Dawn Of Demise - A Force Unstoppable

Dawn Of Demise - A Force Unstoppable
Death Metal
erschienen am 05.02.2010 bei Deepsend Records
dauert 35:24 min
Bloodchamber-Wertung:

Tracklist

1. Multiple Flatlines
2. Awaken the Aggressor
3. Reap the Suffering
4. Leech the Blood
5. Bludgeon
6. Amongst the Tortured
7. Heinous Acts of War
8. Malevolence Converged
9. Juggernaut

Die Bloodchamber meint:

Eigentlich dachte ich, DAWN OF DEMISE gehört zu der Sorte Bands, die nach einer ersten EP wieder in der Versenkung verschwinden. Für „Hate Takes Its Form“ konnte ich mich, als ich es vor etwa einem Jahr mal zu Ohren bekam, nämlich nicht unbedingt begeistern. Und „A Force Unstoppable“, mit dem die Dänen jetzt nachlegen, kann im Großen und Ganzen ebenfalls nicht überzeugen.

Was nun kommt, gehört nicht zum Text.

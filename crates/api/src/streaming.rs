//! WebSocket streaming API.
//!
//! One socket watches at most one poll room channel at a time. Frames are
//! JSON objects of the form `{"type": <event>, "body": {...}}`.

#![allow(missing_docs)]

use axum::{
    extract::{
        Query, State,
        ws::{Message, WebSocket, WebSocketUpgrade},
    },
    response::IntoResponse,
};
use futures::{SinkExt, StreamExt};
use pollhub_common::{AppError, IdGenerator};
use pollhub_core::{ChannelKey, Identity, PollRoomEvent, SessionId, Tally};
use pollhub_db::entities::room_poll::RoomPollStatus;
use serde::{Deserialize, Serialize};
use tokio::sync::mpsc;
use tracing::{debug, error, info, warn};

use crate::middleware::AppState;

/// Streaming query parameters.
#[derive(Debug, Deserialize)]
pub struct StreamQuery {
    /// Access token for authentication.
    #[serde(rename = "i")]
    pub token: Option<String>,
}

/// A (room, poll) pair as sent by clients.
#[derive(Debug, Clone, PartialEq, Eq, Deserialize)]
#[serde(rename_all = "camelCase")]
pub struct PollRoomRef {
    pub room_id: String,
    pub poll_id: String,
}

impl From<PollRoomRef> for ChannelKey {
    fn from(r: PollRoomRef) -> Self {
        Self::new(r.room_id, r.poll_id)
    }
}

/// Join request. Payload ids are informational; the socket's identity wins.
#[derive(Debug, Clone, Deserialize)]
#[serde(rename_all = "camelCase")]
pub struct JoinPollRoom {
    #[serde(flatten)]
    pub channel: PollRoomRef,
    pub user_id: Option<String>,
    pub user_name: Option<String>,
}

/// Vote hint. Any tally fields the client sends are ignored.
#[derive(Debug, Clone, Deserialize)]
#[serde(rename_all = "camelCase")]
pub struct VoteCast {
    #[serde(flatten)]
    pub channel: PollRoomRef,
    pub user_id: Option<String>,
}

/// Client message types.
#[derive(Debug, Clone, Deserialize)]
#[serde(tag = "type", content = "body", rename_all = "kebab-case")]
pub enum ClientMessage {
    JoinPollRoom(JoinPollRoom),
    LeavePollRoom(PollRoomRef),
    VoteCast(VoteCast),
}

/// Body of a `vote-updated` frame.
#[derive(Debug, Clone, PartialEq, Eq, Serialize)]
pub struct VoteUpdated {
    #[serde(rename = "pollId")]
    pub poll_id: String,
    #[serde(rename = "totalVotes")]
    pub total_votes: i64,
    pub option1_count: i64,
    pub option2_count: i64,
    pub option3_count: i64,
    pub option4_count: i64,
}

impl VoteUpdated {
    fn new(poll_id: String, tally: Tally) -> Self {
        Self {
            poll_id,
            total_votes: tally.total_votes,
            option1_count: tally.option1_count,
            option2_count: tally.option2_count,
            option3_count: tally.option3_count,
            option4_count: tally.option4_count,
        }
    }
}

/// Server message types.
#[derive(Debug, Clone, PartialEq, Eq, Serialize)]
#[serde(tag = "type", content = "body", rename_all = "kebab-case")]
pub enum ServerMessage {
    /// Acknowledges a join.
    #[serde(rename_all = "camelCase")]
    Joined { room_id: String, poll_id: String },
    #[serde(rename_all = "camelCase")]
    UserJoined {
        user_id: String,
        user_name: String,
        poll_id: String,
    },
    VoteUpdated(VoteUpdated),
    #[serde(rename_all = "camelCase")]
    PollStatusChanged {
        poll_id: String,
        status: RoomPollStatus,
        #[serde(skip_serializing_if = "Option::is_none")]
        message: Option<String>,
    },
    /// A rejected client message.
    Error { code: String, message: String },
}

impl From<PollRoomEvent> for ServerMessage {
    fn from(event: PollRoomEvent) -> Self {
        match event {
            PollRoomEvent::ViewerJoined {
                poll_id,
                user_id,
                user_name,
            } => Self::UserJoined {
                user_id,
                user_name,
                poll_id,
            },
            PollRoomEvent::TallyUpdated { poll_id, tally } => {
                Self::VoteUpdated(VoteUpdated::new(poll_id, tally))
            }
            PollRoomEvent::StatusChanged {
                poll_id,
                status,
                message,
            } => Self::PollStatusChanged {
                poll_id,
                status,
                message,
            },
        }
    }
}

impl From<AppError> for ServerMessage {
    fn from(e: AppError) -> Self {
        Self::Error {
            code: e.error_code().to_string(),
            message: e.to_string(),
        }
    }
}

/// Per-socket state.
pub struct StreamSession {
    id: SessionId,
    identity: Option<Identity>,
    events: Option<mpsc::Receiver<PollRoomEvent>>,
}

impl StreamSession {
    #[must_use]
    pub fn new(identity: Option<Identity>) -> Self {
        Self {
            id: IdGenerator::new().generate(),
            identity,
            events: None,
        }
    }

    /// Whether the session currently receives channel events.
    #[must_use]
    pub const fn is_watching(&self) -> bool {
        self.events.is_some()
    }

    fn require_identity(&self) -> Result<&Identity, AppError> {
        self.identity.as_ref().ok_or(AppError::Unauthorized)
    }

    async fn next_event(&mut self) -> Option<PollRoomEvent> {
        match self.events.as_mut() {
            Some(rx) => rx.recv().await,
            None => std::future::pending().await,
        }
    }
}

/// WebSocket upgrade handler.
pub async fn streaming_handler(
    ws: WebSocketUpgrade,
    Query(query): Query<StreamQuery>,
    State(state): State<AppState>,
) -> impl IntoResponse {
    ws.on_upgrade(move |socket| handle_socket(socket, query, state))
}

async fn handle_socket(socket: WebSocket, query: StreamQuery, state: AppState) {
    let (mut sender, mut receiver) = socket.split();

    // Authenticate if token provided
    let identity = if let Some(token) = &query.token {
        match state.user_service.identify(token).await {
            Ok(identity) => Some(identity),
            Err(e) => {
                warn!("Streaming auth failed: {}", e);
                None
            }
        }
    } else {
        None
    };

    let mut session = StreamSession::new(identity);
    info!(
        session_id = %session.id,
        user_id = ?session.identity.as_ref().map(|i| &i.user_id),
        "Streaming connection established"
    );

    loop {
        tokio::select! {
            msg = receiver.next() => {
                match msg {
                    Some(Ok(Message::Text(text))) => {
                        let response = match serde_json::from_str::<ClientMessage>(&text) {
                            Ok(client_msg) => {
                                handle_client_message(client_msg, &mut session, &state).await
                            }
                            Err(e) => {
                                warn!("Failed to parse client message: {}", e);
                                Some(AppError::BadRequest(format!("Malformed frame: {e}")).into())
                            }
                        };
                        if let Some(response) = response {
                            let json = serde_json::to_string(&response).unwrap_or_default();
                            if sender.send(Message::Text(json.into())).await.is_err() {
                                break;
                            }
                        }
                    }
                    Some(Ok(Message::Close(_))) | None => {
                        info!(session_id = %session.id, "Client closed connection");
                        break;
                    }
                    Some(Ok(Message::Ping(data))) => {
                        if sender.send(Message::Pong(data)).await.is_err() {
                            break;
                        }
                    }
                    Some(Ok(_)) => {}
                    Some(Err(e)) => {
                        error!("WebSocket error: {}", e);
                        break;
                    }
                }
            }

            event = session.next_event() => {
                match event {
                    Some(event) => {
                        let msg = ServerMessage::from(event);
                        let json = serde_json::to_string(&msg).unwrap_or_default();
                        if sender.send(Message::Text(json.into())).await.is_err() {
                            break;
                        }
                    }
                    // Coordinator dropped this viewer
                    None => session.events = None,
                }
            }
        }
    }

    state.broadcaster.leave(&session.id).await;
    info!(session_id = %session.id, "Streaming connection closed");
}

/// Apply one client message to a session. Returns the direct reply, if any.
pub async fn handle_client_message(
    msg: ClientMessage,
    session: &mut StreamSession,
    state: &AppState,
) -> Option<ServerMessage> {
    let result = match msg {
        ClientMessage::JoinPollRoom(join) => join_poll_room(join, session, state).await.map(Some),
        ClientMessage::LeavePollRoom(channel) => {
            let key = ChannelKey::from(channel);
            if state.broadcaster.channel_of(&session.id).await.as_ref() == Some(&key) {
                state.broadcaster.leave(&session.id).await;
                session.events = None;
            }
            Ok(None)
        }
        ClientMessage::VoteCast(cast) => vote_cast(cast, session, state).await.map(|()| None),
    };

    result.unwrap_or_else(|e| {
        debug!(session_id = %session.id, error = %e, "Streaming request rejected");
        Some(e.into())
    })
}

async fn join_poll_room(
    join: JoinPollRoom,
    session: &mut StreamSession,
    state: &AppState,
) -> Result<ServerMessage, AppError> {
    let identity = session.require_identity()?;
    if let Some(claimed) = join.user_id.as_deref()
        && claimed != identity.user_id
    {
        debug!(claimed, user_id = %identity.user_id, "Ignoring payload user id");
    }

    let PollRoomRef { room_id, poll_id } = join.channel;
    state
        .poll_service
        .authorize_viewer(identity, &room_id, &poll_id)
        .await?;

    let rx = state
        .broadcaster
        .join(
            ChannelKey::new(room_id.clone(), poll_id.clone()),
            &session.id,
            &identity.user_id,
            &identity.display_name,
        )
        .await;
    session.events = Some(rx);

    Ok(ServerMessage::Joined { room_id, poll_id })
}

async fn vote_cast(
    cast: VoteCast,
    session: &StreamSession,
    state: &AppState,
) -> Result<(), AppError> {
    session.require_identity()?;
    let key = ChannelKey::from(cast.channel);
    if state.broadcaster.channel_of(&session.id).await.as_ref() != Some(&key) {
        return Err(AppError::Forbidden(format!("Not watching {key}")));
    }

    // Everyone in the channel, the sender included, gets the ledger tally
    state
        .vote_service
        .resync(&key.room_id, &key.poll_id)
        .await?;
    Ok(())
}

DAWN OF DEMISE wechseln zwischen Mid Tempo-Passagen und schnellen Elementen, das Schlagzeug legt dafür eine dumpfe und groovige Basis. Was mich stört ist, dass nach den Breaks leider nicht allzuviel passiert, es wird ohnehin schon wenig Spannung aufgebaut und danach wird man dem nicht mal gerecht. Die Tempowechsel sind also größtenteils für die Katz. Dagegen weiß die Leadgitarre, wenn sie denn mal zum Tragen kommt, den Hörer gepflegt in ihren Bann zu ziehen, mal kreischend und mal mit rockigen Riffs. Grindcore-Einflüsse machen sich immer wieder bemerkbar, besonders der gurgelnde Frontmann verbreitet ein Gefühl von monotoner Eingängigkeit. Nach einigen Durchläufen bleibt schließlich zu wenig hängen und einen überkommt das Gefühl, dass mit dieser Gruppierung Mittelmaßgeschwader aus Dänemark unterwegs ist.
Solide ist das Album auf jeden Fall, aber jeder euphorische Kniefall meinerseits bleibt aus, vielleicht kamen in letzter Zeit zu viele gute Sachen auf den Markt, jedenfalls kommt DAWN OF DEMISE mit keinem Song über einen Mittelfeldplatz hinaus. Der Tauglichkeitsgrad beschränkt sich daher am ehesten darauf, auf brutale Weise im Hintergrund dahinzuplätschern, aber ein Langzeitbedürfnis kommt nie auf.
Soundtechnisch ist „A Force Unstoppable“ dumpf - mit viel Bässen, wenig Mitten und eigentlich gar keinen Höhen ausgefallen. Irgendwie passt das aber sehr gut zur Musik, beides ist unauffällig und lässt die Gedanken so krass abdriften, dass einem erst wieder auffällt, dass man eigentlich gerade Musik hören will, wenn die Spielzeit am Ende angelangt ist und eine Art betretenes Schweigen von den Boxen ausgeht.